For the material below, output exactly the span from the line with "repository 227c4542bcf5ab19" to the line with "self.subcategory.is_some() && self.confidence", including both, and nothing besides.
*** Opening of Entries provided ***
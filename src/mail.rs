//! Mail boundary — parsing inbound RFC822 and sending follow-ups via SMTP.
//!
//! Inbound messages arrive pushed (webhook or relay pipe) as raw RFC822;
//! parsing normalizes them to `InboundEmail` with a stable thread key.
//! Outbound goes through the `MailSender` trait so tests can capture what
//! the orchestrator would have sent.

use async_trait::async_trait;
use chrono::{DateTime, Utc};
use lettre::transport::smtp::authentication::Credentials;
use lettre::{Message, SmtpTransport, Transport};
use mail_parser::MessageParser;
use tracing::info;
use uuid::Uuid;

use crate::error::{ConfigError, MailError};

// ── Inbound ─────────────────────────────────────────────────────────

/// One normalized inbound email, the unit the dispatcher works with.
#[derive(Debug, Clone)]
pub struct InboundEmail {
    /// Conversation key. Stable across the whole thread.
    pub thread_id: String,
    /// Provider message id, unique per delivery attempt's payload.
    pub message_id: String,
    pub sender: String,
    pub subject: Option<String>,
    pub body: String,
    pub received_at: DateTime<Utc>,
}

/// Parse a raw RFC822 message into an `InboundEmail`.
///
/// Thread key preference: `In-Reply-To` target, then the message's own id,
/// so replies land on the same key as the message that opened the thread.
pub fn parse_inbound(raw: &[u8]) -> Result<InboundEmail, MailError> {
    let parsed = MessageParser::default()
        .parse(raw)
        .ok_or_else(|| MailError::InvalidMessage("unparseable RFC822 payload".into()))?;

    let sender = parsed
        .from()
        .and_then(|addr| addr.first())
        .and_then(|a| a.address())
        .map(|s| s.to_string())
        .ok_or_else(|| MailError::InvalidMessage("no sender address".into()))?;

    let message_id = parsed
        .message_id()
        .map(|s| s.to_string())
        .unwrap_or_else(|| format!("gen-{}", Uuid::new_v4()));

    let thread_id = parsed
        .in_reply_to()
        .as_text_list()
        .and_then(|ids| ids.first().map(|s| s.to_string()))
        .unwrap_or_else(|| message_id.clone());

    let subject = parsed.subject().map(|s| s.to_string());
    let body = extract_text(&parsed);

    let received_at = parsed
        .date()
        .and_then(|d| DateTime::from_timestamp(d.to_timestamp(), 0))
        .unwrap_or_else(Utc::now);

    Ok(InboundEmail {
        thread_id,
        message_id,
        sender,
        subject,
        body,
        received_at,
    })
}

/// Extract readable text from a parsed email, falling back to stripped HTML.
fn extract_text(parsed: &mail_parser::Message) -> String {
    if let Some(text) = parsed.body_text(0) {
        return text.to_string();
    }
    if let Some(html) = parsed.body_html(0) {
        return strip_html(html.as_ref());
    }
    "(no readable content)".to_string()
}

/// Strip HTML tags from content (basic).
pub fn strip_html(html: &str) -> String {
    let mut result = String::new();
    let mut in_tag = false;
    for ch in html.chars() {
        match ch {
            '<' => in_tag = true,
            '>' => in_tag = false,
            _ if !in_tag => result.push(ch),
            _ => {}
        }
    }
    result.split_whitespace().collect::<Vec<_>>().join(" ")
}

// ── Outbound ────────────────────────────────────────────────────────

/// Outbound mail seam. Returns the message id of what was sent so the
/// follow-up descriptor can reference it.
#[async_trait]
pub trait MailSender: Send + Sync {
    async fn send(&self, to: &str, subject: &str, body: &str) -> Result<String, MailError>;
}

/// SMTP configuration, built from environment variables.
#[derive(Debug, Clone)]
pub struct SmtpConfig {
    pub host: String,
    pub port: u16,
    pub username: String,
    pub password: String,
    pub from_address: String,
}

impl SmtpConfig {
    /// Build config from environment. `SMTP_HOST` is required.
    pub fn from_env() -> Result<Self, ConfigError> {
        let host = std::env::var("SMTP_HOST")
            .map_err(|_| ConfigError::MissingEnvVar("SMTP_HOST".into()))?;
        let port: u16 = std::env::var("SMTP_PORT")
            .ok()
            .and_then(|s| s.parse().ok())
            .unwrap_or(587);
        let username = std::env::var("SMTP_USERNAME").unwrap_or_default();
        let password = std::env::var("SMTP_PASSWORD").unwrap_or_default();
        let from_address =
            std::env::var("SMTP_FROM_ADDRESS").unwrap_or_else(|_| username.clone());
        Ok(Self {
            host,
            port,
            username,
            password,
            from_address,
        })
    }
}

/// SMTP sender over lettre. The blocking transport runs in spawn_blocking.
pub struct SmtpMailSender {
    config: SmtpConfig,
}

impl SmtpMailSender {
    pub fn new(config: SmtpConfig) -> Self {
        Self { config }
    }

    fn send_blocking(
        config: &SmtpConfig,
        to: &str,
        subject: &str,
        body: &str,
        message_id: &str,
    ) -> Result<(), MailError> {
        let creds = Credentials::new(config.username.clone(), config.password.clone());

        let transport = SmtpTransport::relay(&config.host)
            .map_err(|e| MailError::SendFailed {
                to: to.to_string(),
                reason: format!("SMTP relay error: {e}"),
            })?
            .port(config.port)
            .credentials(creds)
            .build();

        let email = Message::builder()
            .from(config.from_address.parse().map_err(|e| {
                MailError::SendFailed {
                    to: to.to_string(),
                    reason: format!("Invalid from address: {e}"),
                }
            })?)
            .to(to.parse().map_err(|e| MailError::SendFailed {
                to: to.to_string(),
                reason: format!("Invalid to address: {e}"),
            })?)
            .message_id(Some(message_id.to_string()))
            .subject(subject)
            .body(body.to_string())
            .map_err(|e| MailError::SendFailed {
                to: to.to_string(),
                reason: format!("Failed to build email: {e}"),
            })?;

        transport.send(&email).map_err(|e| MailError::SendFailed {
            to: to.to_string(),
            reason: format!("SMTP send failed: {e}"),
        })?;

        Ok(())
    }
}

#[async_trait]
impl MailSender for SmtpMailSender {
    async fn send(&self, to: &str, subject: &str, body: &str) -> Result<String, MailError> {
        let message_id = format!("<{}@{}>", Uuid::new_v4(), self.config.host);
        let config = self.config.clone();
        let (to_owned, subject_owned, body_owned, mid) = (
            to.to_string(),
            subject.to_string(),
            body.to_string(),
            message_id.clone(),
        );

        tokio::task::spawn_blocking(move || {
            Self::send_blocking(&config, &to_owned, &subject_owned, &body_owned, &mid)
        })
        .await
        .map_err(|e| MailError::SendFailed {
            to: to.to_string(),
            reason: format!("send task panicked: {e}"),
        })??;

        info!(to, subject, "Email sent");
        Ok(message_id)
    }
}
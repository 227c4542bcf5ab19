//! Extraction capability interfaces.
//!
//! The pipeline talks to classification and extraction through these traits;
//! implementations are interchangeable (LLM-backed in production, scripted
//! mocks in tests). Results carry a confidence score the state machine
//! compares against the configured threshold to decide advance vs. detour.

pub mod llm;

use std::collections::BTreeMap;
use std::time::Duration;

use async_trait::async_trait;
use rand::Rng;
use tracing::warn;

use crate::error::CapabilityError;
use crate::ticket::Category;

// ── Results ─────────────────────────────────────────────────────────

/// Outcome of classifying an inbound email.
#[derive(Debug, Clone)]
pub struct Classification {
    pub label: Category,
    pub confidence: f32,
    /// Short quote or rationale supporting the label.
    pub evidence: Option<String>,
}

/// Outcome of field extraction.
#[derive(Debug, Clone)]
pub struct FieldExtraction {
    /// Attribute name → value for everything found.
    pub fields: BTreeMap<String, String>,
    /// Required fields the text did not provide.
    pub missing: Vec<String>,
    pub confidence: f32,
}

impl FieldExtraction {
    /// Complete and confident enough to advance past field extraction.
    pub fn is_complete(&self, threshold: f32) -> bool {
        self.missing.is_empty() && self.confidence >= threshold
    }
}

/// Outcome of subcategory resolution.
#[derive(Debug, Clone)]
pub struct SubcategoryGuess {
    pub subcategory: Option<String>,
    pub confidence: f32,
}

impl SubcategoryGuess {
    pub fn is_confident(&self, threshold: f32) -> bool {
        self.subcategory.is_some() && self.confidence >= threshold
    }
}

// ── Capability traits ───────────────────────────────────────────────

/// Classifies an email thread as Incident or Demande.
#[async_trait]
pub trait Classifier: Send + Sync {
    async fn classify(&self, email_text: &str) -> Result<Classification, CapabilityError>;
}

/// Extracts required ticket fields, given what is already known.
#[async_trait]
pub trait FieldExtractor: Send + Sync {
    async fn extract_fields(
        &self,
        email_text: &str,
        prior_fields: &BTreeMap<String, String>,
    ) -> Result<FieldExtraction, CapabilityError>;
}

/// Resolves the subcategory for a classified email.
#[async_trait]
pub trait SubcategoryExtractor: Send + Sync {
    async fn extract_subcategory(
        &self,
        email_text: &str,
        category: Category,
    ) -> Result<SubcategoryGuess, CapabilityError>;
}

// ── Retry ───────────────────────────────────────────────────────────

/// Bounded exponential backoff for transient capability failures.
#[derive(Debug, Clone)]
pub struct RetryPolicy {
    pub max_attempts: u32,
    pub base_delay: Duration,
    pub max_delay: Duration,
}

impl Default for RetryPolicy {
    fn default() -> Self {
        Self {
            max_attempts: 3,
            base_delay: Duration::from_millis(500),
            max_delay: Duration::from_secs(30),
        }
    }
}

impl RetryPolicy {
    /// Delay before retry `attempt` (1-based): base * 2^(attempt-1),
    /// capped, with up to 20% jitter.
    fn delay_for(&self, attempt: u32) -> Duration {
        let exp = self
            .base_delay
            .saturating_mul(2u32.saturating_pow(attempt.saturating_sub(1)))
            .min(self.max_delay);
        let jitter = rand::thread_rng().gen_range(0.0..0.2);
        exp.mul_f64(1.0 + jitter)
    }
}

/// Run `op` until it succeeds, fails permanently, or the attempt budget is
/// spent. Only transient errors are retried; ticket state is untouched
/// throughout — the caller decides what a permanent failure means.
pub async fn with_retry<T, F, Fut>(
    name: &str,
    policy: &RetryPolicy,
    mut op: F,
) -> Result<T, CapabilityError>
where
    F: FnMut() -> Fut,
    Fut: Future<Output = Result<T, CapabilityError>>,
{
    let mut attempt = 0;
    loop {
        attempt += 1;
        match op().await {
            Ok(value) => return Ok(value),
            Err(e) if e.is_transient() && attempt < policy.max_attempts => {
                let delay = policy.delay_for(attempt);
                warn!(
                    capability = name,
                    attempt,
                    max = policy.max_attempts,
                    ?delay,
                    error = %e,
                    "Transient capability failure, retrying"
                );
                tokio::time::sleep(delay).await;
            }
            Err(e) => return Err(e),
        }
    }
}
*** Close of Entries provided ***
__Exercise output__
repository 227c4542bcf5ab19
//! Extraction capability interfaces.
//!
//! The pipeline talks to classification and extraction through these traits;
//! implementations are interchangeable (LLM-backed in production, scripted
//! mocks in tests). Results carry a confidence score the state machine
//! compares against the configured threshold to decide advance vs. detour.

pub mod llm;

use std::collections::BTreeMap;
use std::time::Duration;

use async_trait::async_trait;
use rand::Rng;
use tracing::warn;

use crate::error::CapabilityError;
use crate::ticket::Category;

// ── Results ─────────────────────────────────────────────────────────

/// Outcome of classifying an inbound email.
#[derive(Debug, Clone)]
pub struct Classification {
    pub label: Category,
    pub confidence: f32,
    /// Short quote or rationale supporting the label.
    pub evidence: Option<String>,
}

/// Outcome of field extraction.
#[derive(Debug, Clone)]
pub struct FieldExtraction {
    /// Attribute name → value for everything found.
    pub fields: BTreeMap<String, String>,
    /// Required fields the text did not provide.
    pub missing: Vec<String>,
    pub confidence: f32,
}

impl FieldExtraction {
    /// Complete and confident enough to advance past field extraction.
    pub fn is_complete(&self, threshold: f32) -> bool {
        self.missing.is_empty() && self.confidence >= threshold
    }
}

/// Outcome of subcategory resolution.
#[derive(Debug, Clone)]
pub struct SubcategoryGuess {
    pub subcategory: Option<String>,
    pub confidence: f32,
}

impl SubcategoryGuess {
    pub fn is_confident(&self, threshold: f32) -> bool {
        self.subcategory.is_some() && self.confidence >= threshold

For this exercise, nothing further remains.